Chris Curtis | 20 July 2024  

Thank You, Chris, and I agree with your proposition. If Catholic schools are to have meaning in a contemporary global culture the only sense that can be made of their commitment to the common good is, among other things, to call themselves Catholic community schools or, better still, Catholic COLLEGES.

Care would need to be exercised to ensure that such nomenclatures aren't misread as schools or colleges for the Catholic community. Indeed, as much contemporary Catholic theology avers, the Catholic community, both philosophically and notionally, may well include some who have no formal connection with the Catholic Church.

Perchance you have misread me because the Australian Parents Council has no formal connection with the state and, since you and I are deeply committed to researching that most fundamental aspect of the point at which the Catholic Church intersects with the state, principally through the complex discourse of funding, an abject disregard for the role that the APC plays in shaping this in its current form concerns me.

The narratives that influence outcomes for Catholic schools are manifestly many that intersect and impact upon, as ES shows, religious education, Catholic practice, classroom pedagogy and a multitude of other factors beyond affordability.


Michael Furtado | 24 July 2024  

The absence of correspondence here in what's widely regarded as the only Australian e-journal with a faithfully-executed policy of informed exchange on matters abjectly lacking coverage in other faith-sponsored journals, deserves exemplification.

One instance of this is, having repeatedly approached Gerry Gleeson, who chaired the National Catholic Education Commission, without response, I approached him to introduce myself at the 1996 National Catholic Education 1996 Conference and was snubbed.

Therein some of the more problematic aspects of a fuller school-funding policy discourse, which includes many baffling and worrying practices, ostensibly buried in the vast mire of history, but outside the remit of Gonski and accordingly unavailable for critical public scrutiny.

One of these, viz. the extent to which both major political parties are held to ransom by a cabal of Catholic politicians on both sides, illustrates the almost crippling impossibility of all people of good will to re-examine and open up such a historically divisive and complex matter for improvement in a vastly different context a half-century after Peter Karmel reported on non-government school-funding.

This has resulted in unseemly silence, born of a fortress mentality, that currently cripples just, open and necessary Catholic accountability.

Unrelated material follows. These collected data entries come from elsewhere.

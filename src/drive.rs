use bobert::core::state::BobertConfig;
use bobert::io::dispatch::Dispatcher;
use bobert::io::events::Impulse;
use bobert::io::serial::SerialLine;
use bobert::io::watcher::setup_watcher;
use bobert::memory::PersistentStore;

use colored::*;
use tokio::sync::mpsc;
use tokio::time::{interval, Duration, MissedTickBehavior};

#[tokio::main]
async fn main() -> anyhow::Result<()> {
    let config = BobertConfig::load();
    let store = PersistentStore::from_config(&config);
    store.ensure_root()?;

    let serial = match SerialLine::open_first(&config.serial_ports, config.baud_rate) {
        Ok(s) => s,
        Err(e) => {
            eprintln!("{} Drive cannot run without serial connection: {:#}", "❌".red(), e);
            return Ok(());
        }
    };
    println!("{} Serial connection established on {}", "🔌".green(), serial.port());

    let (tx, mut rx) = mpsc::channel(16);
    let _watcher = match setup_watcher(store.root(), tx.clone()) {
        Ok(w) => Some(w),
        Err(e) => {
            eprintln!("{} Log watcher unavailable, polling only: {:#}", "⚠️".yellow(), e);
            None
        }
    };

    let interrupt = tx.clone();
    tokio::spawn(async move {
        if tokio::signal::ctrl_c().await.is_ok() {
            let _ = interrupt.send(Impulse::SystemInterrupt).await;
        }
    });

    let poll_tx = tx;
    let poll_every = Duration::from_millis(config.dispatch_poll_ms.max(1));
    tokio::spawn(async move {
        let mut ticker = interval(poll_every);
        ticker.set_missed_tick_behavior(MissedTickBehavior::Skip);
        loop {
            ticker.tick().await;
            if poll_tx.send(Impulse::PollTick).await.is_err() {
                break;
            }
        }
    });

    println!("{}", "🛞 Drive online: following move commands".green().bold());
    let mut dispatcher = Dispatcher::new(serial);
    while let Some(impulse) = rx.recv().await {
        match impulse {
            Impulse::LogChanged | Impulse::PollTick => {
                if let Err(e) = dispatcher.scan(store.log_path()) {
                    eprintln!("{} Error in drive loop: {:#}", "❌".red(), e);
                }
            }
            Impulse::Error(e) => eprintln!("{} {}", "⚠️".yellow(), e),
            Impulse::SystemInterrupt => break,
        }
    }

    let serial = dispatcher.into_sink();
    println!("{} Shutting down drive, closing {}", "👋".green(), serial.port());
    drop(serial);
    Ok(())
}
use anyhow::{anyhow, Context, Result};
use colored::*;
use std::fs::{File, OpenOptions};
use std::io::Write;
use std::process::Command;

/// Write-only handle on the motor controller's serial line.
pub struct SerialLine {
    port: String,
    file: File,
}

impl SerialLine {
    /// Opens the first port in `candidates` that accepts a writer.
    pub fn open_first(candidates: &[String], baud: u32) -> Result<Self> {
        for port in candidates {
            match Self::open(port, baud) {
                Ok(line) => return Ok(line),
                Err(e) => eprintln!("{} Failed to connect to {}: {:#}", "⚠️".yellow(), port, e),
            }
        }
        Err(anyhow!("No serial ports available (tried {})", candidates.join(", ")))
    }

    pub fn open(port: &str, baud: u32) -> Result<Self> {
        let file = OpenOptions::new()
            .write(true)
            .open(port)
            .with_context(|| format!("Cannot open {}", port))?;
        // Line settings are best effort; a plain file or pty rejects them.
        let configured = Command::new("stty")
            .args(["-F", port])
            .arg(baud.to_string())
            .args(["raw", "-echo"])
            .status()
            .map(|s| s.success())
            .unwrap_or(false);
        if !configured {
            eprintln!("{} Could not set {} baud on {}", "⚠️".yellow(), baud, port);
        }
        Ok(Self { port: port.to_string(), file })
    }

    pub fn port(&self) -> &str {
        &self.port
    }

    pub fn send(&mut self, cmd: char) -> Result<()> {
        let mut buf = [0u8; 4];
        self.file.write_all(cmd.encode_utf8(&mut buf).as_bytes())?;
        self.file.flush()?;
        Ok(())
    }
}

No synodal Church should tolerate such silence!


Michael Furtado | 28 July 2024  

Hi Chris, in the absence of other contribution might we take our exchange in another direction?

Catholic Social Teaching, and especially the common good, is the foundation principle on which Catholic Education is based. It eschews both extreme individualism and Marxist-Leninist collectivism, advocating a centrist position so earnestly that it forgot that centrism was only one part of Nazism's enormously complex and violent politicism.

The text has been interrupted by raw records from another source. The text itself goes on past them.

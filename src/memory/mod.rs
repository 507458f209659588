//! Persisted memory of the robot.
//!
//! Three documents live on disk: the learning state (point counters), the
//! movement memory (every move ever taken, with the frame it was taken on) and
//! the short-term memory (the last few interactions, which is where button
//! presses get attributed).

pub mod store;

pub use store::PersistentStore;

use crate::core::{Move, Reinforcement};
use chrono::{SecondsFormat, Utc};
use serde::{Deserialize, Serialize};
use std::collections::VecDeque;

/// Default short-term capacity.
pub const SHORT_TERM_CAPACITY: usize = 10;

/// ISO-8601 UTC timestamp used in every document and audit line.
pub fn now_iso() -> String {
    Utc::now().to_rfc3339_opts(SecondsFormat::Micros, true)
}

#[derive(Debug, Clone, Default, PartialEq, Serialize, Deserialize)]
pub struct LearningState {
    #[serde(default)]
    pub reward_points: u64,
    #[serde(default)]
    pub punishment_points: u64,
    #[serde(default)]
    pub last_updated: Option<String>,
}

impl LearningState {
    pub fn register(&mut self, kind: Reinforcement) -> u64 {
        match kind {
            Reinforcement::Positive => {
                self.reward_points += 1;
                self.reward_points
            }
            Reinforcement::Negative => {
                self.punishment_points += 1;
                self.punishment_points
            }
        }
    }

    pub fn touch(&mut self) {
        self.last_updated = Some(now_iso());
    }
}

#[derive(Debug, Clone, PartialEq, Serialize, Deserialize)]
pub struct MovementMemoryEntry {
    #[serde(rename = "vision")]
    pub vision_ref: String,
    #[serde(rename = "move")]
    pub movement: Move,
    #[serde(default)]
    pub reward: i64,
}

impl MovementMemoryEntry {
    pub fn new(vision_ref: impl Into<String>, movement: Move) -> Self {
        Self {
            vision_ref: vision_ref.into(),
            movement,
            reward: 0,
        }
    }
}

#[derive(Debug, Clone, Default, PartialEq, Serialize, Deserialize)]
pub struct ShortTermRecord {
    pub timestamp: String,
    #[serde(rename = "input_file", default)]
    pub input_audio_ref: Option<String>,
    #[serde(rename = "output_file", default)]
    pub output_audio_ref: Option<String>,
    #[serde(default)]
    pub spoke: bool,
    #[serde(default)]
    pub reinforcement: Option<Reinforcement>,
    #[serde(rename = "saw", default)]
    pub vision_ref: Option<String>,
}

/// Bounded FIFO of the most recent interactions.
#[derive(Debug, Clone)]
pub struct ShortTermMemory {
    records: VecDeque<ShortTermRecord>,
    capacity: usize,
}

impl ShortTermMemory {
    pub fn new(capacity: usize) -> Self {
        let capacity = capacity.max(1);
        Self {
            records: VecDeque::with_capacity(capacity + 1),
            capacity,
        }
    }

    /// Rebuilds the ring from a persisted document, keeping only the newest
    /// `capacity` records.
    pub fn from_records(records: Vec<ShortTermRecord>, capacity: usize) -> Self {
        let mut memory = Self::new(capacity);
        for record in records {
            memory.push(record);
        }
        memory
    }

    /// Appends a record, evicting the oldest ones past capacity.
    /// Returns the number of evicted records.
    pub fn push(&mut self, record: ShortTermRecord) -> usize {
        self.records.push_back(record);
        let mut evicted = 0;
        while self.records.len() > self.capacity {
            self.records.pop_front();
            evicted += 1;
        }
        debug_assert!(self.records.len() <= self.capacity);
        evicted
    }

    pub fn last(&self) -> Option<&ShortTermRecord> {
        self.records.back()
    }

    /// Marks the most recent record with `kind`.
    ///
    /// Only the newest record is ever touched, and only while its
    /// reinforcement is still unset. Returns the vision ref of the record when
    /// the attribution took place.
    pub fn attribute_last(&mut self, kind: Reinforcement) -> Option<Option<String>> {
        let last = self.records.back_mut()?;
        if last.reinforcement.is_some() {
            return None;
        }
        last.reinforcement = Some(kind);
        Some(last.vision_ref.clone())
    }

    pub fn len(&self) -> usize {
        self.records.len()
    }

    pub fn is_empty(&self) -> bool {
        self.records.is_empty()
    }

    pub fn iter(&self) -> impl Iterator<Item = &ShortTermRecord> {
        self.records.iter()
    }

    pub fn records(&self) -> &VecDeque<ShortTermRecord> {
        &self.records
    }
}

impl Default for ShortTermMemory {
    fn default() -> Self {
        Self::new(SHORT_TERM_CAPACITY)
    }
}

When Gonski accepted his commission, he had to work with what he'd got. As a highly successful businessman, he recognised that vested interests, from all sides of the policy's complex intersecting fences, have to be accommodated.

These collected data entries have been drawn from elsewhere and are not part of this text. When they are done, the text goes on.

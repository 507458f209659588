use super::state::GlobalState;
use super::Move;
use crate::memory::{MovementMemoryEntry, ShortTermRecord};
use anyhow::{Context, Result};

/// One completed listen/speak exchange, ready to be remembered.
#[derive(Debug, Clone, Default)]
pub struct Interaction {
    pub stamp: String,
    pub input_audio_ref: Option<String>,
    pub output_audio_ref: Option<String>,
    pub spoke: bool,
    pub movement: Option<Move>,
    pub vision_ref: Option<String>,
}

impl Interaction {
    fn audit_line(&self) -> String {
        let mut parts = vec![format!("spoke={}", self.spoke)];
        if let Some(input) = &self.input_audio_ref {
            parts.push(format!("input=\"{}\"", input));
        }
        if let Some(output) = &self.output_audio_ref {
            parts.push(format!("output=\"{}\"", output));
        }
        if let Some(m) = self.movement {
            parts.push(format!("move={}", m));
        }
        parts.join(" | ")
    }
}

/// Appends the chosen move to movement memory and, once it is saved,
/// announces it on the audit log, which is what the motor dispatcher follows.
/// A move that could not be saved is never driven.
pub async fn record_movement(state: &GlobalState, vision_ref: &str, movement: Move) -> Result<()> {
    {
        let mut brain = state.brain.lock().await;
        brain.movement.push(MovementMemoryEntry::new(vision_ref, movement));
        state
            .store
            .save_movement_memory(&brain.movement)
            .context("Failed to save movement memory")?;
    }
    state.store.log(&format!("vision={} | move={}", vision_ref, movement));
    Ok(())
}

/// Appends the interaction to short-term memory (evicting past capacity) and
/// persists it before releasing the lock, so the next reinforcement tick sees
/// the record complete.
pub async fn record_interaction(state: &GlobalState, interaction: Interaction) -> Result<()> {
    let line = interaction.audit_line();
    let record = ShortTermRecord {
        timestamp: interaction.stamp,
        input_audio_ref: interaction.input_audio_ref,
        output_audio_ref: interaction.output_audio_ref,
        spoke: interaction.spoke,
        reinforcement: None,
        vision_ref: interaction.vision_ref,
    };

    {
        let mut brain = state.brain.lock().await;
        brain.short_term.push(record);
        state
            .store
            .save_short_term(&brain.short_term)
            .context("Failed to save short-term memory")?;
    }
    state.store.log(&line);
    Ok(())
}

#[cfg(test)]
mod tests {
    use super::*;
    use crate::core::state::{BobertConfig, Brain};
    use crate::memory::PersistentStore;
    use std::fs;

    fn test_state(dir: &std::path::Path) -> GlobalState {
        let config = BobertConfig { data_dir: dir.to_path_buf(), ..BobertConfig::default() };
        let store = PersistentStore::from_config(&config);
        GlobalState::new(config, store, Brain::default())
    }

    #[tokio::test]
    async fn test_record_movement_persists_and_logs() -> Result<()> {
        let dir = tempfile::tempdir()?;
        let state = test_state(dir.path());

        record_movement(&state, "cam_abc.jpg", Move::Right).await?;

        let on_disk = state.store.load_movement_memory();
        assert_eq!(on_disk, vec![MovementMemoryEntry::new("cam_abc.jpg", Move::Right)]);
        let log = fs::read_to_string(state.store.log_path())?;
        assert!(log.trim_end().ends_with("| vision=cam_abc.jpg | move=right"));
        Ok(())
    }

    #[tokio::test]
    async fn test_unsaved_movement_is_not_announced() -> Result<()> {
        let dir = tempfile::tempdir()?;
        let state = test_state(dir.path());
        fs::create_dir_all(dir.path().join("movement_memory.json"))?;

        assert!(record_movement(&state, "cam_abc.jpg", Move::Right).await.is_err());

        let log = fs::read_to_string(state.store.log_path()).unwrap_or_default();
        assert!(!log.contains("move="));
        Ok(())
    }

    #[tokio::test]
    async fn test_record_interaction_bounds_memory() -> Result<()> {
        let dir = tempfile::tempdir()?;
        let state = test_state(dir.path());

        for i in 0..12 {
            record_interaction(&state, Interaction {
                stamp: format!("t{}", i),
                movement: Some(Move::Left),
                vision_ref: Some(format!("cam_{}.jpg", i)),
                ..Default::default()
            })
            .await?;
        }

        let brain = state.brain.lock().await;
        assert_eq!(brain.short_term.len(), 10);
        assert_eq!(brain.short_term.iter().next().unwrap().timestamp, "t2");

        let on_disk = state.store.load_short_term(10);
        assert_eq!(on_disk.len(), 10);
        assert_eq!(on_disk.last().unwrap().reinforcement, None);
        Ok(())
    }

    #[test]
    fn test_audit_line_shape() {
        let interaction = Interaction {
            stamp: "t".into(),
            input_audio_ref: Some("logs/t/t_input.wav".into()),
            output_audio_ref: None,
            spoke: false,
            movement: Some(Move::Forward),
            vision_ref: None,
        };
        assert_eq!(interaction.audit_line(), "spoke=false | input=\"logs/t/t_input.wav\" | move=forward");
    }
}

Accordingly, it took both a research-based Policy Masters and then a doctorate for my work to get published. For me this never led to the kind of post-doc research that I desired, because those positions were already filled by ideological Cold War warriors on all sides. At best I was able to contribute in a minuscule way to a possible future for Catholic schools in the complexity of arrangements that constitute Australian schooling.

The challenge then is, rather than to point to the logic of your unrequited position, to acknowledge that history has to be worked with, patiently and incrementally.